--- Records provided ---

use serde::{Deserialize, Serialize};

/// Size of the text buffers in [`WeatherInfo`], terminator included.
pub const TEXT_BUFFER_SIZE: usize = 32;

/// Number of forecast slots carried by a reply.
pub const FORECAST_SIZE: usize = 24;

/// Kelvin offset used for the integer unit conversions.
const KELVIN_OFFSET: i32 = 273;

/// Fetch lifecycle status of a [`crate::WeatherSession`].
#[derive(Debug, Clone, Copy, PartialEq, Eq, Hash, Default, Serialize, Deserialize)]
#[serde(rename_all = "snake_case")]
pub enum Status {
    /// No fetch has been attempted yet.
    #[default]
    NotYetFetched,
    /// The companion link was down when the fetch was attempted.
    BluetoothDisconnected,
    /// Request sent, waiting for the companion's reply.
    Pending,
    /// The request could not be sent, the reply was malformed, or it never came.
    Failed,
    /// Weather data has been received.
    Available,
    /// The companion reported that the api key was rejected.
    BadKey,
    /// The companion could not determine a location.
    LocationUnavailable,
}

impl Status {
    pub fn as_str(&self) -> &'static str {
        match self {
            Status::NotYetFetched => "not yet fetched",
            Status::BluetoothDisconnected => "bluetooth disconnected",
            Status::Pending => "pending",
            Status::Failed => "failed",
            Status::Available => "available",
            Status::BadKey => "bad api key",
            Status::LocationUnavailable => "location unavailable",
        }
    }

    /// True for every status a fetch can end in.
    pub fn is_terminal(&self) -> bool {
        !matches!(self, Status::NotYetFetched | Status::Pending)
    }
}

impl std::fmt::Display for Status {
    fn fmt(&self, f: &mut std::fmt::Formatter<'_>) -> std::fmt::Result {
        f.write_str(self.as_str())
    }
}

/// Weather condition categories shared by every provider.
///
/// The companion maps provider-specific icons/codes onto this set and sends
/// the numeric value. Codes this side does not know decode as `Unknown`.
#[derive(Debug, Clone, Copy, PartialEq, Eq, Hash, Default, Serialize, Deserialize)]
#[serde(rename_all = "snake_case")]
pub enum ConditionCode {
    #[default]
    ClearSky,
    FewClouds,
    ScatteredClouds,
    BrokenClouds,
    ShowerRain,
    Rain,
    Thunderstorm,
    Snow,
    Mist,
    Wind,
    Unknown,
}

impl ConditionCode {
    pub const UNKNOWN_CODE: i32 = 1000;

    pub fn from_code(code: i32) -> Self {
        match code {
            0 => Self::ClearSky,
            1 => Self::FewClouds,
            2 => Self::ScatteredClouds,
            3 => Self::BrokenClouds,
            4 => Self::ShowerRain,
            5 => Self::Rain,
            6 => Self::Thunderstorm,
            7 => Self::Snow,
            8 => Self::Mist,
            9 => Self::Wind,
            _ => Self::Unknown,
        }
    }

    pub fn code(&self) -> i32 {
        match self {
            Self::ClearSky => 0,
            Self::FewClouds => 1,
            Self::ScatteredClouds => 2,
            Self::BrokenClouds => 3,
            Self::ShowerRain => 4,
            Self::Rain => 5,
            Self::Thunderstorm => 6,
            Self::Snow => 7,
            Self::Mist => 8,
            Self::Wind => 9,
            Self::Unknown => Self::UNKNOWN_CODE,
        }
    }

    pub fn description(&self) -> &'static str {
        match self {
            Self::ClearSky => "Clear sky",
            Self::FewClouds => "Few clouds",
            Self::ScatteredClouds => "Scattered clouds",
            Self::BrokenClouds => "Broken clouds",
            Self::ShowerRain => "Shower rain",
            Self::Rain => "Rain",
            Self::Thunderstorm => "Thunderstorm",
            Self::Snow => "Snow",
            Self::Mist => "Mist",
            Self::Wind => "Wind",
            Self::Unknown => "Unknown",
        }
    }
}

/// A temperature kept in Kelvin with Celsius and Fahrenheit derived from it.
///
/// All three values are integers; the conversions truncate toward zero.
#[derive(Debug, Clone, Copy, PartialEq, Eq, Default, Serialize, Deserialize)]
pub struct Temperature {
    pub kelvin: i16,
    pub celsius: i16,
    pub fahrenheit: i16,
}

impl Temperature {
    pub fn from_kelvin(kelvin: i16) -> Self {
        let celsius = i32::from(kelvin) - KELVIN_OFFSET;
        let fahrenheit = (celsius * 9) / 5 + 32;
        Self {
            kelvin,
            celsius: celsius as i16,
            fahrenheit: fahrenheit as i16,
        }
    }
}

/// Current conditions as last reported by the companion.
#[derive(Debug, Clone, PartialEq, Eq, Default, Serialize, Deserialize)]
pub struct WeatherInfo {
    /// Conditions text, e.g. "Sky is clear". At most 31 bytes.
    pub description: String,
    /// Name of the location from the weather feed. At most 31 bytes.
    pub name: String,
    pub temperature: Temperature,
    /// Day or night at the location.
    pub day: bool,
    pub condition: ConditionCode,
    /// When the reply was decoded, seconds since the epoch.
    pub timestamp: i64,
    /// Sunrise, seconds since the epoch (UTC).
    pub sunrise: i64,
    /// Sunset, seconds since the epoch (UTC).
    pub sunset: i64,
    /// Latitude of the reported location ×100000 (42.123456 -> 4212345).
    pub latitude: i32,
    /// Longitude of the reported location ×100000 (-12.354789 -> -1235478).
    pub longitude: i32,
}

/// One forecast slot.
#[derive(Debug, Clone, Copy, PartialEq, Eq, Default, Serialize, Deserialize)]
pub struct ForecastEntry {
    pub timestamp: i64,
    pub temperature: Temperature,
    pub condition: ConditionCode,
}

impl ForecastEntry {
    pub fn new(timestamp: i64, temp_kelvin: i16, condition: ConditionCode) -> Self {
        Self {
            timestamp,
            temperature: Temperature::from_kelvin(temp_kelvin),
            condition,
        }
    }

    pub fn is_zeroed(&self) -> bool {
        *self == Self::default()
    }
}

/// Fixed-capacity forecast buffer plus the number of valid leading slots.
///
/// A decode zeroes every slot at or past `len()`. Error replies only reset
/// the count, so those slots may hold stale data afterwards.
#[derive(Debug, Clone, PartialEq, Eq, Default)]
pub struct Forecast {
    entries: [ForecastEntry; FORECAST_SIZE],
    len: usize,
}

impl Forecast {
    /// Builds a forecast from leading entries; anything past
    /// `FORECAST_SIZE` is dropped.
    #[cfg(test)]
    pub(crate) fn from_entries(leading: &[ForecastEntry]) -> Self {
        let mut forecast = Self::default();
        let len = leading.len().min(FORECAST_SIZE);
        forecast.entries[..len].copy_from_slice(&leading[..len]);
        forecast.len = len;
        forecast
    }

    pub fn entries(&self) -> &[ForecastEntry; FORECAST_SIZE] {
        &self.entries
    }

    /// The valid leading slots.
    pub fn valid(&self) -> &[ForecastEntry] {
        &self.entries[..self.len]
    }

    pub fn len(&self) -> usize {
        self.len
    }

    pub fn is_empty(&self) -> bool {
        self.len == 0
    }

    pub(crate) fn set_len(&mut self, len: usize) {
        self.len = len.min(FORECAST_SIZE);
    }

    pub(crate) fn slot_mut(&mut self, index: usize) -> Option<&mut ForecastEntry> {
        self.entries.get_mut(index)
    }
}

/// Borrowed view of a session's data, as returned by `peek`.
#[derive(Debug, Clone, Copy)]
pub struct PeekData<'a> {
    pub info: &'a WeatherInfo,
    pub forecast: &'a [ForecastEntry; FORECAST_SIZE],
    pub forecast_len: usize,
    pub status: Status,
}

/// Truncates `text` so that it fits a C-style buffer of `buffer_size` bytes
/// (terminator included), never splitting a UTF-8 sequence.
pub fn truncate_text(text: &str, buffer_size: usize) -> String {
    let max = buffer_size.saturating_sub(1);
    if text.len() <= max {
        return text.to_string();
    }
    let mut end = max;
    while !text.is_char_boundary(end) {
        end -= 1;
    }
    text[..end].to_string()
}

---
--- Records provided ---

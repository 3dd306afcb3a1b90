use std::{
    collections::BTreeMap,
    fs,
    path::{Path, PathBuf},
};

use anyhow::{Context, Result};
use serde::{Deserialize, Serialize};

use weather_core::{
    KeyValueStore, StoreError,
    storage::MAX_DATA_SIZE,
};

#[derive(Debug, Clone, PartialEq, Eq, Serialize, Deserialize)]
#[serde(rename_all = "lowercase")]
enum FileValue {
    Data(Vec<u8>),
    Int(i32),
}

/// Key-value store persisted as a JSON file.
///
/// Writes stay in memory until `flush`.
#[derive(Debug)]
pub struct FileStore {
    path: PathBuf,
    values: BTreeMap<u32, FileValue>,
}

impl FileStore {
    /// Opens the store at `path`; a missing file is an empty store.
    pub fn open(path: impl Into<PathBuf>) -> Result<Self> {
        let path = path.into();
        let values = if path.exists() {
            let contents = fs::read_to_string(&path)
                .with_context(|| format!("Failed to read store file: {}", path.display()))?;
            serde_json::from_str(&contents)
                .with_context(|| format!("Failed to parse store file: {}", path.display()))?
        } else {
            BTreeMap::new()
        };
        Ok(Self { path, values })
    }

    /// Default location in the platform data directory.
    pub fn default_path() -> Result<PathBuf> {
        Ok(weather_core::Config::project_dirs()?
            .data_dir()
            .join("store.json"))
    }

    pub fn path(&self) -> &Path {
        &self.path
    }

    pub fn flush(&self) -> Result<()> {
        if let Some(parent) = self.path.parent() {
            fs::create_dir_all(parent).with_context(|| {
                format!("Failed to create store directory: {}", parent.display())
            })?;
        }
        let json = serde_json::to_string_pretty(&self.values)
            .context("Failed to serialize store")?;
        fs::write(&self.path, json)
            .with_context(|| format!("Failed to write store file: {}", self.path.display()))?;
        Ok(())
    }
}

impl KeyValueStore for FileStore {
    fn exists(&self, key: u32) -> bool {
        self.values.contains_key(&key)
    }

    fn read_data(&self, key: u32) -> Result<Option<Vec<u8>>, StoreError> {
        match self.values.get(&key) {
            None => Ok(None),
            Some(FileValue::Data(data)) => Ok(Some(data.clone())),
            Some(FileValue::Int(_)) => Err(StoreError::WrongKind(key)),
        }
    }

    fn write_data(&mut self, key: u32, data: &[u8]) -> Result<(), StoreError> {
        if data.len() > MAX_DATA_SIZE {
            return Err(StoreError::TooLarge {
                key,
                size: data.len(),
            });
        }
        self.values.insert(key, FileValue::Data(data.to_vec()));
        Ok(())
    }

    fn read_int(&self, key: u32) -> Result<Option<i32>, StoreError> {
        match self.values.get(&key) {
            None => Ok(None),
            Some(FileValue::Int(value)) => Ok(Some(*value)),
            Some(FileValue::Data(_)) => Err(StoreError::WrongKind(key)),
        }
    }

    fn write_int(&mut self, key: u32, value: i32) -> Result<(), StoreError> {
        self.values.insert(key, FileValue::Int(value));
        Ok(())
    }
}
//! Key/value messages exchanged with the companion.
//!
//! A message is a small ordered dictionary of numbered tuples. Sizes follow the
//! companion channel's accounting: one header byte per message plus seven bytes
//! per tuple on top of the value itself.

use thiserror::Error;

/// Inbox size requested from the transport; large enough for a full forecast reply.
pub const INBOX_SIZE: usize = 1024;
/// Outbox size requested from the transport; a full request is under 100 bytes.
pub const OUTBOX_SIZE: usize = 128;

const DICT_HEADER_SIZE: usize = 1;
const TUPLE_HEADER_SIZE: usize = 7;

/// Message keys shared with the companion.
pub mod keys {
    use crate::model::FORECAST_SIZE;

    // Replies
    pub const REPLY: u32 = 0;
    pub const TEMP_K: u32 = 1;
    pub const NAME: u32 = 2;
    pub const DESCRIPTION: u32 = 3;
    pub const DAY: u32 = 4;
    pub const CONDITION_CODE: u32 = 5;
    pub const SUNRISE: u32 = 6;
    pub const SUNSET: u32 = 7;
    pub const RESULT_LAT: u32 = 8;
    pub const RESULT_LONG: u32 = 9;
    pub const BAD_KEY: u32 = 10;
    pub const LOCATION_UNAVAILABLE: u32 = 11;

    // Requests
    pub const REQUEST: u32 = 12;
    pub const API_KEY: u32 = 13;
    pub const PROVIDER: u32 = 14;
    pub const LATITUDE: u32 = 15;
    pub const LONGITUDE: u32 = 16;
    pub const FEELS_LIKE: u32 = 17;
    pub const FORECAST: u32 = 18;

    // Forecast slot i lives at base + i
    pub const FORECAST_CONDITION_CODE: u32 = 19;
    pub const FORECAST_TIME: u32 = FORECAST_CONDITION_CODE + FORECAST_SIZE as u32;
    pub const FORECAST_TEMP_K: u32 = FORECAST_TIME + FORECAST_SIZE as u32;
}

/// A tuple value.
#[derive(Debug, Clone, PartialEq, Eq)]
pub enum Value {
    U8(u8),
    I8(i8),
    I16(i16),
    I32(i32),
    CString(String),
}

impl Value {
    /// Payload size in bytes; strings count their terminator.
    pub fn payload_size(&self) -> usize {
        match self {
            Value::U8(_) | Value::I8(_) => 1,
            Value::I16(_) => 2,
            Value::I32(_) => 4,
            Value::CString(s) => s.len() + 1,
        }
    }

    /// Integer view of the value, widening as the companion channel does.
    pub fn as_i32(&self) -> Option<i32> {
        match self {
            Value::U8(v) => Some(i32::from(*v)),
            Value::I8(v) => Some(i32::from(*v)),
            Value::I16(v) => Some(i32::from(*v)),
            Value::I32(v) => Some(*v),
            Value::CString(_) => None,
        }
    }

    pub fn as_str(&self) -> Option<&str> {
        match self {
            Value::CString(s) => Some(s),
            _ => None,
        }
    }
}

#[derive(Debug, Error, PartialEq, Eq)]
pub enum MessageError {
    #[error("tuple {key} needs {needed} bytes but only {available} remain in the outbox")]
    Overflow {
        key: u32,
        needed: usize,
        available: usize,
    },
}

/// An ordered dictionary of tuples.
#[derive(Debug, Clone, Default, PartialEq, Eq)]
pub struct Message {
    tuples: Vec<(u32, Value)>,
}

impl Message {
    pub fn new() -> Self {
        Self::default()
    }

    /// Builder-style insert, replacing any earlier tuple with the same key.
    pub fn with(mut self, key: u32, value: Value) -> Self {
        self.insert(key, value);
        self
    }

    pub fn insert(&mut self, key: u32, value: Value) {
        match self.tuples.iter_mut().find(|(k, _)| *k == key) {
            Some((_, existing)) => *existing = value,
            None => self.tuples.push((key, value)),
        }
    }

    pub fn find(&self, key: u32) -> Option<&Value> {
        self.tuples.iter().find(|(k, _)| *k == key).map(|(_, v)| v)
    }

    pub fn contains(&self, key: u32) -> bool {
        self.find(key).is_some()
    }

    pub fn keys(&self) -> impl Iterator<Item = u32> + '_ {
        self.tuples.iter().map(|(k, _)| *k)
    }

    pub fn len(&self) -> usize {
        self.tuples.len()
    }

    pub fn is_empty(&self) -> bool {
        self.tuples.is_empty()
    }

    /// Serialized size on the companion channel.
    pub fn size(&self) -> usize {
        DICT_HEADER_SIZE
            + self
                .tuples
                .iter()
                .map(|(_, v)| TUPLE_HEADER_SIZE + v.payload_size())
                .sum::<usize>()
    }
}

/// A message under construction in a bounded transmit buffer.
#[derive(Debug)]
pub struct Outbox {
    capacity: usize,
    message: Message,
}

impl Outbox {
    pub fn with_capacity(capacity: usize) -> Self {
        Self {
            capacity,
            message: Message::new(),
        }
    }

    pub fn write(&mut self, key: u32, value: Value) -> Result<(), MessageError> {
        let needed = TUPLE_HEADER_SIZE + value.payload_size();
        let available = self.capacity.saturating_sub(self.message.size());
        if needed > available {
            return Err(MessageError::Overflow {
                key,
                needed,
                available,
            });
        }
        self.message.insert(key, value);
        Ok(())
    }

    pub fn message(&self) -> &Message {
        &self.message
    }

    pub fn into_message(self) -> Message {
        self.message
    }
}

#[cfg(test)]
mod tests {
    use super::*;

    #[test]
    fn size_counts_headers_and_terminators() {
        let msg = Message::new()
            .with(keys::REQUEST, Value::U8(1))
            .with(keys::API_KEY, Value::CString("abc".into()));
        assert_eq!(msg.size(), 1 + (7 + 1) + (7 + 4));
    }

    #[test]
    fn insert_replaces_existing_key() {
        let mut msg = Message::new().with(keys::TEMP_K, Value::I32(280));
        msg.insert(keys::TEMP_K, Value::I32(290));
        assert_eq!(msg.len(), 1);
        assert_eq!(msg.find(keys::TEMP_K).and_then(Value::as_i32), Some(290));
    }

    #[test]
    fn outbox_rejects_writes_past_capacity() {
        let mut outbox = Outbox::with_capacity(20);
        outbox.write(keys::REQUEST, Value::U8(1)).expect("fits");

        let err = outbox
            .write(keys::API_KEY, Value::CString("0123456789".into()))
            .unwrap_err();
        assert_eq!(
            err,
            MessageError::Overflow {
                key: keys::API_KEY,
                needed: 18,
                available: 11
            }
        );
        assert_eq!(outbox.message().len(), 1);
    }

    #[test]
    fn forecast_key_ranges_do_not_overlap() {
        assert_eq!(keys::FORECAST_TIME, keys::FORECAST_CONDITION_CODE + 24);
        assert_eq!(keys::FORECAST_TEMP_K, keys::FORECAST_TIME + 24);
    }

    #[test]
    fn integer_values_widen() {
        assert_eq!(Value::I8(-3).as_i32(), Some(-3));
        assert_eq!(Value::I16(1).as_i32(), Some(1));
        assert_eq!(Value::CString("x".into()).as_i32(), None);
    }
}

---

▶ Exercise details: Everything from the line with "pub const RESULT_LONG: u32 = 9;" through the line with "pub const FORECAST_CONDITION_CODE: u32" should be written out exactly as it appears above, end lines included, and nothing outside that range.

▶ Response box:
    pub const RESULT_LONG: u32 = 9;
    pub const BAD_KEY: u32 = 10;
    pub const LOCATION_UNAVAILABLE: u32 = 11;

    // Requests
    pub const REQUEST: u32 = 12;
    pub const API_KEY: u32 = 13;
    pub const PROVIDER: u32 = 14;
    pub const LATITUDE: u32 = 15;
    pub const LONGITUDE: u32 = 16;
    pub const FEELS_LIKE: u32 = 17;
    pub const FORECAST: u32 = 18;

    // Forecast slot i lives at base + i
    pub const FORECAST_CONDITION_CODE: u32 = 19;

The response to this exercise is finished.